Rockstar Games has finally put a date on the one thing fans have been circling for months: GTA VI pre-orders begin on 25 June. The announcement also brought the game’s first official cover art, while the price is still being kept under wraps, which is exactly the sort of silence that gets the internet arguing in spreadsheets.

The timing is classic Rockstar. After a steady drip of rumours and unverified leaks, the studio has chosen a short, tightly controlled reveal instead of a flashy gameplay dump. That fits the company’s playbook: talk little, sell a lot. If the banking analysts are anywhere near right about launch demand, there’s no need for a louder pitch.

Where GTA VI pre-orders will be available

Pre-orders will go live in the PS Store and Xbox Store, as well as selected retail shops. Rockstar paired that announcement with a 32-second video, though it contains no gameplay footage. Instead, the studio used the clip to show off the official cover, which is also available in different formats through Rockstar’s site.

  • Pre-orders start: 25 June
  • Digital stores: PS Store and Xbox Store
  • Retail: selected physical stores
  • Release date: 19 November
  • Platforms: PS5, Xbox Series X and S

Jason and Lucia lead the GTA VI crime story

GTA VI follows Jason Duval and Lucia Caminos, two criminals who get dragged into a larger conspiracy while chasing easy money.

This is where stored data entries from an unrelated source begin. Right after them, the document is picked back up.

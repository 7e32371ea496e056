//! App-lifecycle notifications.
//!
//! The host shell forwards platform lifecycle transitions here. The one that
//! matters to widgets is `resumed`: platform-driven animations are paused
//! while the app is backgrounded, so anything animating must restart when the
//! app comes back to the foreground.
//!
//! Observers connect with [`Signal::connect_scoped`] and keep the returned
//! [`ConnectionGuard`](crate::ConnectionGuard) alive for as long as they want
//! the subscription; dropping the guard deregisters on every teardown path.
//!
//! # Example
//!
//! ```
//! use murmur_ui_core::AppLifecycle;
//!
//! let _guard = AppLifecycle::instance().resumed.connect_scoped(|_| {
//!     // restart animations
//! });
//!
//! AppLifecycle::instance().notify_resumed();
//! ```

use std::sync::OnceLock;

use crate::signal::Signal;

/// Process-global lifecycle signal hub.
pub struct AppLifecycle {
    /// Emitted when the application returns to the foreground.
    pub resumed: Signal<()>,
    /// Emitted when the application is about to be backgrounded.
    pub suspended: Signal<()>,
}

static LIFECYCLE: OnceLock<AppLifecycle> = OnceLock::new();

impl AppLifecycle {
    /// Get the process-global instance, creating it on first use.
    pub fn instance() -> &'static AppLifecycle {
        LIFECYCLE.get_or_init(|| AppLifecycle {
            resumed: Signal::new(),
            suspended: Signal::new(),
        })
    }

    /// Notify observers that the application resumed.
    ///
    /// Called by the host shell on the UI thread.
    pub fn notify_resumed(&self) {
        tracing::debug!(target: "murmur_ui_core::lifecycle", "application resumed");
        self.resumed.emit(());
    }

    /// Notify observers that the application is suspending.
    pub fn notify_suspended(&self) {
        tracing::debug!(target: "murmur_ui_core::lifecycle", "application suspended");
        self.suspended.emit(());
    }
}

static_assertions::assert_impl_all!(AppLifecycle: Send, Sync);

Rockstar says they can only get out of the mess by working together, which sounds like a neat way to frame co-op-style tension without actually confirming co-op. The studio has not given pricing, but that will not stop players from treating the game like a launch-day event bigger than most blockbusters.

One external forecast underlines the scale: Piper Sandler expects 46 million copies sold on release day. That is an eye-watering number, though not a crazy one for a Grand Theft Auto launch, and it helps explain why Rockstar can afford to keep the rest of the details on a need-to-know basis.

Why the official cover matters

For a game this heavily watched, even box art becomes part of the business. It is the first piece of visual identity most players will actually associate with the final product, and it gives retailers and digital storefronts something official to anchor on before the 19 November release. The bigger question now is whether Rockstar follows this with a proper gameplay reveal, or keeps stretching the slow-burn rollout that has worked so well so far.